Find the word "format" in the records and copy every line where it occurs.

Collected data entries
──────────

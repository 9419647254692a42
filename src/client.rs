//! API client and the counter view driven by it.
//!
//! `CounterView` mirrors what a front end shows: a status line, the counter
//! value and a single error slot. It never computes the counter itself; it
//! only displays what the server returned. Every failure, whether network or
//! non-2xx, collapses into the same fixed message.

use std::fmt::Write;

use serde::de::DeserializeOwned;

use crate::routes::counter::CounterResponse;
use crate::routes::status::StatusResponse;

/// Status line shown before anything has been loaded
pub const INITIAL_STATUS_TEXT: &str = "(nothing loaded yet)";

/// Counter placeholder while the value is unknown
pub const COUNTER_PLACEHOLDER: &str = "(loading or error)";

/// The one error message shown for any failed request
pub const TRANSPORT_ERROR_MESSAGE: &str = "Could not communicate with the server.";

#[derive(Debug, thiserror::Error)]
pub enum ClientError {
    #[error("Request failed: {0}")]
    Transport(#[from] reqwest::Error),
}

/// Thin HTTP client for the counter API
#[derive(Clone)]
pub struct ApiClient {
    http: reqwest::Client,
    base_url: String,
}

impl ApiClient {
    pub fn new(base_url: impl Into<String>) -> Self {
        Self {
            http: reqwest::Client::new(),
            base_url: base_url.into().trim_end_matches('/').to_string(),
        }
    }

    pub fn base_url(&self) -> &str {
        &self.base_url
    }

    pub async fn status(&self) -> Result<StatusResponse, ClientError> {
        self.send(self.http.get(self.url("/api/status"))).await
    }

    pub async fn counter(&self) -> Result<CounterResponse, ClientError> {
        self.send(self.http.get(self.url("/api/counter"))).await
    }

    pub async fn increment(&self) -> Result<CounterResponse, ClientError> {
        self.send(self.http.post(self.url("/api/counter/increment")))
            .await
    }

    fn url(&self, path: &str) -> String {
        format!("{}{}", self.base_url, path)
    }

    async fn send<T: DeserializeOwned>(
        &self,
        request: reqwest::RequestBuilder,
    ) -> Result<T, ClientError> {
        let response = request.send().await?.error_for_status()?;
        Ok(response.json().await?)
    }
}

/// What the user sees
#[derive(Debug, Clone, PartialEq, Eq)]
pub struct CounterView {
    pub status_text: String,
    pub counter: Option<i64>,
    pub error: Option<String>,
}

impl Default for CounterView {
    fn default() -> Self {
        Self {
            status_text: INITIAL_STATUS_TEXT.to_string(),
            counter: None,
            error: None,
        }
    }
}

impl CounterView {
    /// Initial load: status first, then the counter. Stops at the first failure.
    pub async fn load(&mut self, client: &ApiClient) {
        self.error = None;

        if let Err(e) = self.load_inner(client).await {
            tracing::warn!(error = %e, "Initial load failed");
            self.error = Some(TRANSPORT_ERROR_MESSAGE.to_string());
        }
    }

    async fn load_inner(&mut self, client: &ApiClient) -> Result<(), ClientError> {
        let status = client.status().await?;
        self.status_text = format!("{}: {}", status.status, status.message);

        let counter = client.counter().await?;
        self.counter = Some(counter.value);
        Ok(())
    }

    /// Ask the server to increment and show whatever it returns.
    pub async fn increment(&mut self, client: &ApiClient) {
        self.error = None;

        match client.increment().await {
            Ok(response) => self.counter = Some(response.value),
            Err(e) => {
                tracing::warn!(error = %e, "Increment failed");
                self.error = Some(TRANSPORT_ERROR_MESSAGE.to_string());
            }
        }
    }

    pub fn counter_display(&self) -> String {
        match self.counter {
            Some(value) => value.to_string(),
            None => COUNTER_PLACEHOLDER.to_string(),
        }
    }

    /// Plain-text rendering for the terminal
    pub fn render(&self) -> String {
        let mut out = String::new();
        let _ = writeln!(out, "Server status: {}", self.status_text);
        let _ = writeln!(out, "Counter: {}", self.counter_display());
        if let Some(error) = &self.error {
            let _ = writeln!(out, "Error: {}", error);
        }
        out
    }
}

──────────

Response –
        format!("{}{}", self.base_url, path)
        self.status_text = format!("{}: {}", status.status, status.message);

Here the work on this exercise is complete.